* **WORK REQUEST**
Would you set down every line of the data below exactly as it reads?

(Dataset entries)
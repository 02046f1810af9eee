//! Descriptors supplied by orchestration and the per-session record.

use relaygate_relay::{QueueQuadruple, RelayDescriptor, SessionId};
use serde::{Deserialize, Serialize};
use std::fmt;

/// A system taking part in a session
#[derive(Debug, Clone, PartialEq, Eq, Hash, Serialize, Deserialize)]
pub struct SystemDescriptor {
    /// System name
    pub name: String,
    /// Host name or address the system is reachable at
    pub address: String,
    /// Service port
    pub port: u16,
}

impl SystemDescriptor {
    /// Create a descriptor
    #[must_use]
    pub fn new(name: impl Into<String>, address: impl Into<String>, port: u16) -> Self {
        Self {
            name: name.into(),
            address: address.into(),
            port,
        }
    }

    /// `address:port`, as accepted by `TcpStream::connect`
    #[must_use]
    pub fn socket_addr(&self) -> String {
        if self.address.contains(':') && !self.address.starts_with('[') {
            format!("[{}]:{}", self.address, self.port)
        } else {
            format!("{}:{}", self.address, self.port)
        }
    }
}

impl fmt::Display for SystemDescriptor {
    fn fmt(&self, f: &mut fmt::Formatter<'_>) -> fmt::Result {
        write!(f, "{}@{}", self.name, self.socket_addr())
    }
}

/// An administrative cloud
#[derive(Debug, Clone, PartialEq, Eq, Hash, Serialize, Deserialize)]
pub struct CloudDescriptor {
    /// Operator owning the cloud
    pub operator: String,
    /// Cloud name
    pub name: String,
}

impl CloudDescriptor {
    /// Create a descriptor
    #[must_use]
    pub fn new(operator: impl Into<String>, name: impl Into<String>) -> Self {
        Self {
            operator: operator.into(),
            name: name.into(),
        }
    }
}

impl fmt::Display for CloudDescriptor {
    fn fmt(&self, f: &mut fmt::Formatter<'_>) -> fmt::Result {
        write!(f, "{}.{}", self.name, self.operator)
    }
}

/// The service consumed through the tunnel
#[derive(Debug, Clone, PartialEq, Eq, Hash, Serialize, Deserialize)]
pub struct ServiceDefinition {
    /// Service name
    pub name: String,
    /// Interface the service speaks, informational only
    #[serde(default, skip_serializing_if = "Option::is_none")]
    pub interface: Option<String>,
}

impl ServiceDefinition {
    /// Service without an interface annotation
    #[must_use]
    pub fn new(name: impl Into<String>) -> Self {
        Self {
            name: name.into(),
            interface: None,
        }
    }
}

/// Which end of the tunnel a local session serves
#[derive(Debug, Clone, Copy, PartialEq, Eq, Hash, Serialize, Deserialize)]
#[serde(rename_all = "lowercase")]
pub enum SessionSide {
    /// Accepts a local client and forwards to the relay
    Consumer,
    /// Connects to the real provider and forwards to the relay
    Provider,
}

impl fmt::Display for SessionSide {
    fn fmt(&self, f: &mut fmt::Formatter<'_>) -> fmt::Result {
        f.write_str(match self {
            SessionSide::Consumer => "consumer",
            SessionSide::Provider => "provider",
        })
    }
}

/// Everything known about one local session, fixed at establishment.
#[derive(Debug, Clone, PartialEq, Eq, Serialize, Deserialize)]
pub struct ActiveSessionRecord {
    /// Session identity
    pub session: SessionId,
    /// Local side
    pub side: SessionSide,
    /// Consuming system
    pub consumer: SystemDescriptor,
    /// Providing system
    pub provider: SystemDescriptor,
    /// Cloud of the consumer
    pub consumer_cloud: CloudDescriptor,
    /// Cloud of the provider
    pub provider_cloud: CloudDescriptor,
    /// Service carried
    pub service: ServiceDefinition,
    /// Relay the session was established on
    pub relay: RelayDescriptor,
    /// The four queue names
    pub queues: QueueQuadruple,
    /// Establishment time, milliseconds since the Unix epoch
    pub started_at_ms: u64,
    /// Local listening port, consumer side only
    #[serde(default, skip_serializing_if = "Option::is_none")]
    pub local_port: Option<u16>,
}

/// Milliseconds since the Unix epoch
#[must_use]
pub fn now_ms() -> u64 {
    std::time::SystemTime::now()
        .duration_since(std::time::UNIX_EPOCH)
        .map_or(0, |d| u64::try_from(d.as_millis()).unwrap_or(u64::MAX))
}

* **RESULT OF THE TASK**
repository 02046f1810af9eee
//! Descriptors supplied by orchestration and the per-session record.

use relaygate_relay::{QueueQuadruple, RelayDescriptor, SessionId};
use serde::{Deserialize, Serialize};
use std::fmt;

/// A system taking part in a session
#[derive(Debug, Clone, PartialEq, Eq, Hash, Serialize, Deserialize)]
pub struct SystemDescriptor {
    /// System name
    pub name: String,
    /// Host name or address the system is reachable at
    pub address: String,
    /// Service port
    pub port: u16,
}

impl SystemDescriptor {
    /// Create a descriptor
    #[must_use]
    pub fn new(name: impl Into<String>, address: impl Into<String>, port: u16) -> Self {
        Self {
            name: name.into(),
            address: address.into(),
            port,
        }
    }

    /// `address:port`, as accepted by `TcpStream::connect`
    #[must_use]
    pub fn socket_addr(&self) -> String {
        if self.address.contains(':') && !self.address.starts_with('[') {
            format!("[{}]:{}", self.address, self.port)
        } else {
            format!("{}:{}", self.address, self.port)
        }
    }
}

impl fmt::Display for SystemDescriptor {
    fn fmt(&self, f: &mut fmt::Formatter<'_>) -> fmt::Result {
        write!(f, "{}@{}", self.name, self.socket_addr())
    }
}

/// An administrative cloud
#[derive(Debug, Clone, PartialEq, Eq, Hash, Serialize, Deserialize)]
pub struct CloudDescriptor {
    /// Operator owning the cloud
    pub operator: String,
    /// Cloud name
    pub name: String,
}

impl CloudDescriptor {
    /// Create a descriptor
    #[must_use]
    pub fn new(operator: impl Into<String>, name: impl Into<String>) -> Self {
        Self {
            operator: operator.into(),
            name: name.into(),
        }
    }
}

impl fmt::Display for CloudDescriptor {
    fn fmt(&self, f: &mut fmt::Formatter<'_>) -> fmt::Result {
        write!(f, "{}.{}", self.name, self.operator)
    }
}

/// The service consumed through the tunnel
#[derive(Debug, Clone, PartialEq, Eq, Hash, Serialize, Deserialize)]
pub struct ServiceDefinition {
    /// Service name
    pub name: String,
    /// Interface the service speaks, informational only
    #[serde(default, skip_serializing_if = "Option::is_none")]
    pub interface: Option<String>,
}

impl ServiceDefinition {
    /// Service without an interface annotation
    #[must_use]
    pub fn new(name: impl Into<String>) -> Self {
        Self {
            name: name.into(),
            interface: None,
        }
    }
}

/// Which end of the tunnel a local session serves
#[derive(Debug, Clone, Copy, PartialEq, Eq, Hash, Serialize, Deserialize)]
#[serde(rename_all = "lowercase")]
pub enum SessionSide {
    /// Accepts a local client and forwards to the relay
    Consumer,
    /// Connects to the real provider and forwards to the relay
    Provider,
}

impl fmt::Display for SessionSide {
    fn fmt(&self, f: &mut fmt::Formatter<'_>) -> fmt::Result {
        f.write_str(match self {
            SessionSide::Consumer => "consumer",
            SessionSide::Provider => "provider",
        })
    }
}

/// Everything known about one local session, fixed at establishment.
#[derive(Debug, Clone, PartialEq, Eq, Serialize, Deserialize)]
pub struct ActiveSessionRecord {
    /// Session identity
    pub session: SessionId,
    /// Local side
    pub side: SessionSide,
    /// Consuming system
    pub consumer: SystemDescriptor,
    /// Providing system
    pub provider: SystemDescriptor,
    /// Cloud of the consumer
    pub consumer_cloud: CloudDescriptor,
    /// Cloud of the provider
    pub provider_cloud: CloudDescriptor,
    /// Service carried
    pub service: ServiceDefinition,
    /// Relay the session was established on
    pub relay: RelayDescriptor,
    /// The four queue names
    pub queues: QueueQuadruple,
    /// Establishment time, milliseconds since the Unix epoch
    pub started_at_ms: u64,
    /// Local listening port, consumer side only
    #[serde(default, skip_serializing_if = "Option::is_none")]
    pub local_port: Option<u16>,
}

/// Milliseconds since the Unix epoch
#[must_use]
pub fn now_ms() -> u64 {
    std::time::SystemTime::now()
        .duration_since(std::time::UNIX_EPOCH)
        .map_or(0, |d| u64::try_from(d.as_millis()).unwrap_or(u64::MAX))
}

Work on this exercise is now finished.